In the latest entry of “Now What? A Series on Parenting,” Chris Schulz talks with Kerri Carte, assistant director for WVU Extension’s Family and Community Development unit, about the Apprenticeship for Child Development Specialists (ACDS) and broader issues in the child care industry.
The transcript below has been lightly edited for clarity.
Schulz: Can you explain to me what adequate child care is? What is the standard that we’re working towards when you’re training these professionals?

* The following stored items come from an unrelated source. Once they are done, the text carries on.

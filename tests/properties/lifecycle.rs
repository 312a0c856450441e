//! Property tests for booking status transitions.

use chrono::{Duration, NaiveDateTime};
use proptest::prelude::*;
use rust_decimal::Decimal;

use barbershop::errors::SchedulingError;
use barbershop::models::{Booking, BookingStatus, PaymentStatus};
use barbershop::services::lifecycle::{cancel, is_listed, transition};

use crate::fixtures::{created, monday};

const PAYMENT: [PaymentStatus; 5] = [
    PaymentStatus::Pending,
    PaymentStatus::Processing,
    PaymentStatus::Completed,
    PaymentStatus::Failed,
    PaymentStatus::Refunded,
];

fn appointment() -> NaiveDateTime {
    monday().and_hms_opt(10, 0, 0).unwrap()
}

fn booking(status: BookingStatus, payment_status: PaymentStatus) -> Booking {
    Booking {
        id: "b-1".to_string(),
        shop_id: "shop-1".to_string(),
        staff_id: "staff-1".to_string(),
        service_id: "svc-1".to_string(),
        user_id: "user-1".to_string(),
        appointment_date_time: appointment(),
        duration_minutes: 30,
        buffer_minutes: 5,
        status,
        payment_status,
        notes: None,
        total_amount: Decimal::new(2500, 2),
        advance_amount: Decimal::new(500, 2),
        cancellation_reason: None,
        cancelled_at: None,
        created_at: created(),
        updated_at: created(),
    }
}

/// The transition table written out independently of the implementation.
fn allowed(from: BookingStatus, to: BookingStatus, payment: PaymentStatus, now: NaiveDateTime) -> bool {
    use BookingStatus::*;
    let at = appointment();
    match (from, to) {
        (Pending, Confirmed) => payment == PaymentStatus::Completed,
        (Pending, Cancelled) => true,
        (Confirmed, Cancelled) => at > now,
        (Confirmed, InProgress) => at <= now,
        (Confirmed, NoShow) => at < now,
        (InProgress, Completed) => true,
        _ => false,
    }
}

proptest! {
    #![proptest_config(ProptestConfig {
        cases: 512,
        .. ProptestConfig::default()
    })]

    /// PROPERTY: a transition succeeds exactly when the table lists it and its guard holds;
    /// otherwise it fails with InvalidStateTransition and leaves the booking untouched.
    #[test]
    fn property_transition_legality(
        from in prop::sample::select(BookingStatus::ALL.to_vec()),
        to in prop::sample::select(BookingStatus::ALL.to_vec()),
        payment in prop::sample::select(PAYMENT.to_vec()),
        offset_minutes in -3000i64..3000,
    ) {
        let now = appointment() + Duration::minutes(offset_minutes);
        let mut b = booking(from, payment);
        let before = b.clone();

        let result = transition(&mut b, to, now);
        if allowed(from, to, payment, now) {
            prop_assert!(result.is_ok());
            prop_assert!(is_listed(from, to));
            prop_assert_eq!(b.status, to);
        } else {
            let is_invalid_transition = matches!(
                result,
                Err(SchedulingError::InvalidStateTransition { from: f, to: t }) if f == from && t == to
            );
            prop_assert!(is_invalid_transition);
            prop_assert_eq!(b.status, before.status);
            prop_assert_eq!(b.updated_at, before.updated_at);
        }
    }

    /// PROPERTY: terminal bookings never move and cancelling twice keeps the first record.
    #[test]
    fn property_terminal_states_are_final(
        to in prop::sample::select(BookingStatus::ALL.to_vec()),
        offset_minutes in -3000i64..3000,
        reason in proptest::option::of("[a-z ]{1,20}"),
    ) {
        let first = appointment() - Duration::days(2);
        let mut b = booking(BookingStatus::Pending, PaymentStatus::Pending);
        cancel(&mut b, Some("first".to_string()), first).unwrap();

        let now = appointment() + Duration::minutes(offset_minutes);
        prop_assert!(transition(&mut b, to, now).is_err());
        prop_assert!(cancel(&mut b, reason, now).is_err());
        prop_assert_eq!(b.status, BookingStatus::Cancelled);
        prop_assert_eq!(b.cancelled_at, Some(first));
        prop_assert_eq!(b.cancellation_reason.as_deref(), Some("first"));
    }
}
use axum::Json;
use serde_json::{json, Value};

pub async fn health() -> Json<Value> {
    Json(json!({ "status": "ok" }))
}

Carte: The standard is to have educated, well-informed child care providers. They need to have a good, basic understanding of child development, of all the domains such as social-emotional development, motor development, cognitive development, all of those. But then they also have to have the tools of how to manage children appropriately, as well as how to manage themselves. It’s not like you’re caring for your own child personally. It’s a professional position, we’re not babysitters. They have to be able to conduct themselves professionally, and do what’s appropriate within a classroom.

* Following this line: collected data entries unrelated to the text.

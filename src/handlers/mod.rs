pub mod bookings;
pub mod calendar;
pub mod catalog;
pub mod health;
pub mod payments;
pub mod slots;

use axum::http::HeaderMap;

use crate::errors::AppError;
use crate::models::Booking;

pub const USER_HEADER: &str = "x-user-id";

/// Who is calling: the shop owner (admin bearer token) or a customer.
#[derive(Debug, Clone, PartialEq, Eq)]
pub enum Caller {
    Admin,
    User(String),
}

impl Caller {
    pub fn from_headers(headers: &HeaderMap, admin_token: &str) -> Result<Self, AppError> {
        if check_auth(headers, admin_token).is_ok() {
            return Ok(Caller::Admin);
        }
        user_id(headers).map(Caller::User)
    }

    pub fn can_access(&self, booking: &Booking) -> bool {
        match self {
            Caller::Admin => true,
            Caller::User(id) => *id == booking.user_id,
        }
    }
}

pub fn check_auth(headers: &HeaderMap, expected_token: &str) -> Result<(), AppError> {
    let auth = headers
        .get("authorization")
        .and_then(|v| v.to_str().ok())
        .unwrap_or("");

    let token = auth.strip_prefix("Bearer ").unwrap_or("");
    if token.is_empty() || token != expected_token {
        return Err(AppError::Unauthorized);
    }
    Ok(())
}

pub fn user_id(headers: &HeaderMap) -> Result<String, AppError> {
    headers
        .get(USER_HEADER)
        .and_then(|v| v.to_str().ok())
        .map(str::trim)
        .filter(|v| !v.is_empty())
        .map(str::to_string)
        .ok_or(AppError::Unauthorized)
}
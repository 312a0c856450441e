//! Booking status transitions and payment status bookkeeping.
//!
//! ```text
//! PENDING ──payment──▶ CONFIRMED ──start──▶ IN_PROGRESS ──done──▶ COMPLETED
//!    │                   │   │
//!    └──cancel──▶ CANCELLED ◀┘   └──no-show──▶ NO_SHOW
//! ```

use chrono::NaiveDateTime;

use crate::errors::SchedulingError;
use crate::models::{Booking, BookingStatus, PaymentStatus};

/// Whether `from -> to` appears in the transition table at all, ignoring guards.
pub fn is_listed(from: BookingStatus, to: BookingStatus) -> bool {
    use BookingStatus::*;
    matches!(
        (from, to),
        (Pending, Confirmed)
            | (Pending, Cancelled)
            | (Confirmed, Cancelled)
            | (Confirmed, InProgress)
            | (Confirmed, NoShow)
            | (InProgress, Completed)
    )
}

fn guard_holds(booking: &Booking, to: BookingStatus, now: NaiveDateTime) -> bool {
    use BookingStatus::*;
    let at = booking.appointment_date_time;
    match (booking.status, to) {
        (Pending, Confirmed) => booking.payment_status == PaymentStatus::Completed,
        (Pending, Cancelled) => true,
        (Confirmed, Cancelled) => at > now,
        (Confirmed, InProgress) => at <= now,
        (Confirmed, NoShow) => at < now,
        (InProgress, Completed) => true,
        _ => false,
    }
}

/// Moves `booking` to `to` if the table lists the move and its guard holds.
/// On failure the booking is left untouched.
pub fn transition(
    booking: &mut Booking,
    to: BookingStatus,
    now: NaiveDateTime,
) -> Result<(), SchedulingError> {
    let from = booking.status;
    if !is_listed(from, to) || !guard_holds(booking, to, now) {
        return Err(SchedulingError::InvalidStateTransition { from, to });
    }
    booking.status = to;
    booking.updated_at = now;
    Ok(())
}

/// Cancels and records when and why. The record is kept for audit.
pub fn cancel(
    booking: &mut Booking,
    reason: Option<String>,
    now: NaiveDateTime,
) -> Result<(), SchedulingError> {
    transition(booking, BookingStatus::Cancelled, now)?;
    booking.cancelled_at = Some(now);
    booking.cancellation_reason = reason;
    Ok(())
}

/// Callbacks from the payment collaborator.
#[derive(Debug, Clone, Copy, PartialEq, Eq)]
pub enum PaymentEvent {
    Started,
    Completed,
    Failed,
    Refunded,
}

/// Applies a payment callback. Completing the advance payment confirms a
/// pending booking; the other events only touch the payment status.
pub fn apply_payment(
    booking: &mut Booking,
    event: PaymentEvent,
    now: NaiveDateTime,
) -> Result<(), SchedulingError> {
    use PaymentStatus as P;

    // completion is the PENDING -> CONFIRMED transition
    if event == PaymentEvent::Completed && booking.status != BookingStatus::Pending {
        return Err(SchedulingError::InvalidStateTransition {
            from: booking.status,
            to: BookingStatus::Confirmed,
        });
    }

    let current = booking.payment_status;
    let next = match (event, current) {
        (PaymentEvent::Started, P::Pending | P::Failed) => P::Processing,
        (PaymentEvent::Completed, P::Pending | P::Processing | P::Failed) => P::Completed,
        (PaymentEvent::Failed, P::Pending | P::Processing) => P::Failed,
        (PaymentEvent::Refunded, P::Completed) => P::Refunded,
        _ => {
            return Err(SchedulingError::InvalidRequest(format!(
                "payment is {current}, cannot apply {event:?}"
            )))
        }
    };

    match event {
        PaymentEvent::Started | PaymentEvent::Failed
            if booking.status != BookingStatus::Pending =>
        {
            return Err(SchedulingError::InvalidRequest(format!(
                "booking is {}, payment no longer expected",
                booking.status
            )));
        }
        PaymentEvent::Refunded if booking.status != BookingStatus::Cancelled => {
            return Err(SchedulingError::InvalidRequest(format!(
                "booking is {}, only cancelled bookings are refunded",
                booking.status
            )));
        }
        _ => {}
    }

    if event == PaymentEvent::Completed {
        let mut confirmed = booking.clone();
        confirmed.payment_status = next;
        transition(&mut confirmed, BookingStatus::Confirmed, now)?;
        *booking = confirmed;
        return Ok(());
    }

    booking.payment_status = next;
    booking.updated_at = now;
    Ok(())
}
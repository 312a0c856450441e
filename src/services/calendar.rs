use chrono::{Duration, NaiveDateTime};

use crate::models::Booking;

const ICS_FORMAT: &str = "%Y%m%dT%H%M%S";

fn ics_time(ts: &NaiveDateTime) -> String {
    ts.format(ICS_FORMAT).to_string()
}

/// Text values may not carry raw commas, semicolons or newlines.
fn escape_text(s: &str) -> String {
    s.replace('\\', "\\\\")
        .replace(';', "\\;")
        .replace(',', "\\,")
        .replace('\n', "\\n")
}

/// Single-event calendar for a booking. Times are the shop's wall clock
/// (floating), and the event covers the service only, not the cleanup buffer.
pub fn generate_ics(booking: &Booking, shop_name: &str, service_name: &str) -> String {
    let dtstart = ics_time(&booking.appointment_date_time);
    let dtend = ics_time(
        &(booking.appointment_date_time + Duration::minutes(booking.duration_minutes as i64)),
    );
    let dtstamp = ics_time(&booking.created_at);
    let uid = format!("{}@barbershop", booking.id);

    let summary = escape_text(&format!("{service_name} at {shop_name}"));
    let description = escape_text(booking.notes.as_deref().unwrap_or("No additional notes"));
    let status = if booking.blocks_calendar() {
        "CONFIRMED"
    } else {
        "CANCELLED"
    };

    format!(
        "BEGIN:VCALENDAR\r\n\
         VERSION:2.0\r\n\
         PRODID:-//Barbershop//Appointments//EN\r\n\
         BEGIN:VEVENT\r\n\
         UID:{uid}\r\n\
         DTSTAMP:{dtstamp}\r\n\
         DTSTART:{dtstart}\r\n\
         DTEND:{dtend}\r\n\
         SUMMARY:{summary}\r\n\
         DESCRIPTION:{description}\r\n\
         STATUS:{status}\r\n\
         END:VEVENT\r\n\
         END:VCALENDAR\r\n"
    )
}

The standards that we’re working towards are established by West Virginia. It’s the West Virginia core knowledge and competencies for early childhood. Those are set down by West Virginia’s DHHR, Department of Health and Human Resources. But they also come down from much higher. There’s national standards set by the National Association for the Education of Young Children. And then there’s even higher standards of Head Start and preschool that are all national standards, but our program specifically is working towards the West Virginia, core knowledge and competencies.
Schulz: Why is having a professional in the room with these children so important?
Carte: One of the big things that we teach our child care providers is how to look for milestones. Every child should develop in a certain pattern. Not every child reaches every milestone at the same time, but they should develop. For instance, you know a child will start rolling over first, and then they might start pushing up, and then they start to crawl, eventually leading to walking. And there are certain time frames when these things should occur. When they don’t occur in the right time frame, or if a child is not progressing, we call those red flags.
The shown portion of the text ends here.